EXERCISE INSTRUCTIONS —
Go through the entries below and copy each line that holds the word "Result".

[PROVIDED INFORMATION]

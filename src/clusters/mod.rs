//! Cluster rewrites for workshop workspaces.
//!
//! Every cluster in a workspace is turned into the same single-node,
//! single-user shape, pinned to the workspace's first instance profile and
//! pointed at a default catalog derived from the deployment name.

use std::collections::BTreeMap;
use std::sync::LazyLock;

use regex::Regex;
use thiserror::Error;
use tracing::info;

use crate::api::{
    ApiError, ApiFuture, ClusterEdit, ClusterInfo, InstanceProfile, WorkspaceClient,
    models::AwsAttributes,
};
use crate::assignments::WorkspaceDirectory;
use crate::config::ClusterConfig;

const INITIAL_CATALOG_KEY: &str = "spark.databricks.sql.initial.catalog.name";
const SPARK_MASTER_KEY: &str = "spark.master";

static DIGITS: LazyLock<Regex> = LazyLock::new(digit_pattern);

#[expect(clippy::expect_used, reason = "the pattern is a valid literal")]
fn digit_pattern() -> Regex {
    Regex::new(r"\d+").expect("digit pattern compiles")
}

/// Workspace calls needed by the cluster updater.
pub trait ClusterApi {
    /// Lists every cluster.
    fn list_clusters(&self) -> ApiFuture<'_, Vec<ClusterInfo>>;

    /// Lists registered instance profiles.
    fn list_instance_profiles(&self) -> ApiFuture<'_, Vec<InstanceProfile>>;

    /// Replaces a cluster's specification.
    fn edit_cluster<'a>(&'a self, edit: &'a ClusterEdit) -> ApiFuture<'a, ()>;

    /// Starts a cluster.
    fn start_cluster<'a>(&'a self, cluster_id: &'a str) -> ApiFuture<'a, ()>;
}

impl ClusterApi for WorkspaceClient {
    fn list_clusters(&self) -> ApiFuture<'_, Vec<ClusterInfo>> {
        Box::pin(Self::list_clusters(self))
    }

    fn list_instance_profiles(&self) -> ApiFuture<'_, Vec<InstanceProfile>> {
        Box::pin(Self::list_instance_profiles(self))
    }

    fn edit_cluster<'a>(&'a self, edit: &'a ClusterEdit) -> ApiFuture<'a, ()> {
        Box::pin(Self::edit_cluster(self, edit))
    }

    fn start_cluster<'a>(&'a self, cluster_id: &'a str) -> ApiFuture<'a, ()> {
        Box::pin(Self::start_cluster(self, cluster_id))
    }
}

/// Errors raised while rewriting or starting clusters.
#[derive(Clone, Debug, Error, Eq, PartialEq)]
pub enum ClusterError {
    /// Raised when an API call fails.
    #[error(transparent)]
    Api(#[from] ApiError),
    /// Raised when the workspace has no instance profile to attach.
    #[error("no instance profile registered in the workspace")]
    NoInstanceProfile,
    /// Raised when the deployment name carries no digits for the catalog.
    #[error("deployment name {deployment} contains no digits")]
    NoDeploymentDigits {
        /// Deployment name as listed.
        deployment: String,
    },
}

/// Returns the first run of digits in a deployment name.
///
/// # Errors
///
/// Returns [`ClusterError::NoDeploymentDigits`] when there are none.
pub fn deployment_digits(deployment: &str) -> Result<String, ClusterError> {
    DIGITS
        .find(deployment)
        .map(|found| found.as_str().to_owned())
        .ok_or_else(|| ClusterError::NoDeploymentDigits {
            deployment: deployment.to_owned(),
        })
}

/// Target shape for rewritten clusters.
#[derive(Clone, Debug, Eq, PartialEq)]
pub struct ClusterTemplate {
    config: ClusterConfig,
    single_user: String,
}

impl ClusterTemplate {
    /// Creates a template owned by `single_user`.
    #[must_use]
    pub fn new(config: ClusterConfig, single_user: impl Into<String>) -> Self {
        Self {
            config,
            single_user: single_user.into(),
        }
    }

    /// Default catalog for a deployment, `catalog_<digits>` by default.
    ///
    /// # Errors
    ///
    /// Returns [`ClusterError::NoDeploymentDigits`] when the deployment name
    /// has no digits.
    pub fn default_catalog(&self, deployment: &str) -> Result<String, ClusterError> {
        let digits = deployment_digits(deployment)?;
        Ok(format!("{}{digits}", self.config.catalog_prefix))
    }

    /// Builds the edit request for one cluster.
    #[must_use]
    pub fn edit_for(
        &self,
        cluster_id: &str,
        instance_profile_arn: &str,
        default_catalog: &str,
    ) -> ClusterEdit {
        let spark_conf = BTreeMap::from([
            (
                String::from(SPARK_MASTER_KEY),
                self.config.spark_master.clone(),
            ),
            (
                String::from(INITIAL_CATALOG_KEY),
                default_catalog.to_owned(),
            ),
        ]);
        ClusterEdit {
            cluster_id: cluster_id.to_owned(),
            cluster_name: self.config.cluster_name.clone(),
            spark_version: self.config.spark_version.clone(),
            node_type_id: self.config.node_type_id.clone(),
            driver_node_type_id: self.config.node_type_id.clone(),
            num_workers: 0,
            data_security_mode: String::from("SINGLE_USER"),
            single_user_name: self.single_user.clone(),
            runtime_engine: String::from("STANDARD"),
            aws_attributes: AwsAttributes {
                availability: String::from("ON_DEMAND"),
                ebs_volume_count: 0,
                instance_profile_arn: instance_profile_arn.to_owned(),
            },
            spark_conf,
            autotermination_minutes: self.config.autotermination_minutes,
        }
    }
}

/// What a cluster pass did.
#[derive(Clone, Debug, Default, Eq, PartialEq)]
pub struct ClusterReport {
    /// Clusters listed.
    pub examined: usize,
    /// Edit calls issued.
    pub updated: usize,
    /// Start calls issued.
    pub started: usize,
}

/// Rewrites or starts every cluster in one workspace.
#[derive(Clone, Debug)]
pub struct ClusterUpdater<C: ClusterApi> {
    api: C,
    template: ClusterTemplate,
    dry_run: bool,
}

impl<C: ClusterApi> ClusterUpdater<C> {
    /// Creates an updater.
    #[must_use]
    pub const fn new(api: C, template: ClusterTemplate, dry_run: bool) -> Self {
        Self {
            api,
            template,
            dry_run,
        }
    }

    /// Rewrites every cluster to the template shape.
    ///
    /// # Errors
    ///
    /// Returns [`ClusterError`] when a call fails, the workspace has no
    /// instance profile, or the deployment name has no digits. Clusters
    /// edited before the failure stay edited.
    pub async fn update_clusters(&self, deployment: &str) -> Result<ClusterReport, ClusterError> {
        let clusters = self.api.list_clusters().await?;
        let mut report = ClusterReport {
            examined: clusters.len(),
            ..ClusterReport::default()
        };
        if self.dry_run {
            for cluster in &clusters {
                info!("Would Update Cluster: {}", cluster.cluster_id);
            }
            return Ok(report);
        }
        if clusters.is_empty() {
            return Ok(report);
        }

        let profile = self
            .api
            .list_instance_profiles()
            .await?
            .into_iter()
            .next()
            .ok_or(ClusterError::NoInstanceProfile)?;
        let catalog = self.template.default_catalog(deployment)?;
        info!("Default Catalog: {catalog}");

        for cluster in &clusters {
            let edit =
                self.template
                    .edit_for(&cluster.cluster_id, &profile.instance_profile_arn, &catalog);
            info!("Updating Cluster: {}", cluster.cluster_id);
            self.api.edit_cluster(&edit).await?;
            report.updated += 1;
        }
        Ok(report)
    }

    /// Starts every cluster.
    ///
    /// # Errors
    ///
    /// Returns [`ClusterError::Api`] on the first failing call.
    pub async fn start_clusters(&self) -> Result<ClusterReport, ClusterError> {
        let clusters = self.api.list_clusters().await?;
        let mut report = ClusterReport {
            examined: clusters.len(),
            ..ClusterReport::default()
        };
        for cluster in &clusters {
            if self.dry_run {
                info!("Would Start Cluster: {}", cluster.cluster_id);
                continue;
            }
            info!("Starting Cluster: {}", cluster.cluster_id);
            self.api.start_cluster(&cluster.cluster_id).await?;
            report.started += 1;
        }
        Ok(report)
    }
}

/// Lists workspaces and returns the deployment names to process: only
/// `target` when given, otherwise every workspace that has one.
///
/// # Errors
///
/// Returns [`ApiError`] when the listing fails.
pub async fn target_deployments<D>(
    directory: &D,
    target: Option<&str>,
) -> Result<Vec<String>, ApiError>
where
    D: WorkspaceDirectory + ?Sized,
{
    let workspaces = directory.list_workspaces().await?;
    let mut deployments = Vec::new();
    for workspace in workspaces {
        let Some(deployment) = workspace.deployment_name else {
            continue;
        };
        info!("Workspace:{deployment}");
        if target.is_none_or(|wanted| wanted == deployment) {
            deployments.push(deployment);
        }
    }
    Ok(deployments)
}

[/PROVIDED INFORMATION]

EXPECTED ANSWER —
pub fn deployment_digits(deployment: &str) -> Result<String, ClusterError> {
    pub fn default_catalog(&self, deployment: &str) -> Result<String, ClusterError> {
    pub async fn update_clusters(&self, deployment: &str) -> Result<ClusterReport, ClusterError> {
    pub async fn start_clusters(&self) -> Result<ClusterReport, ClusterError> {
) -> Result<Vec<String>, ApiError>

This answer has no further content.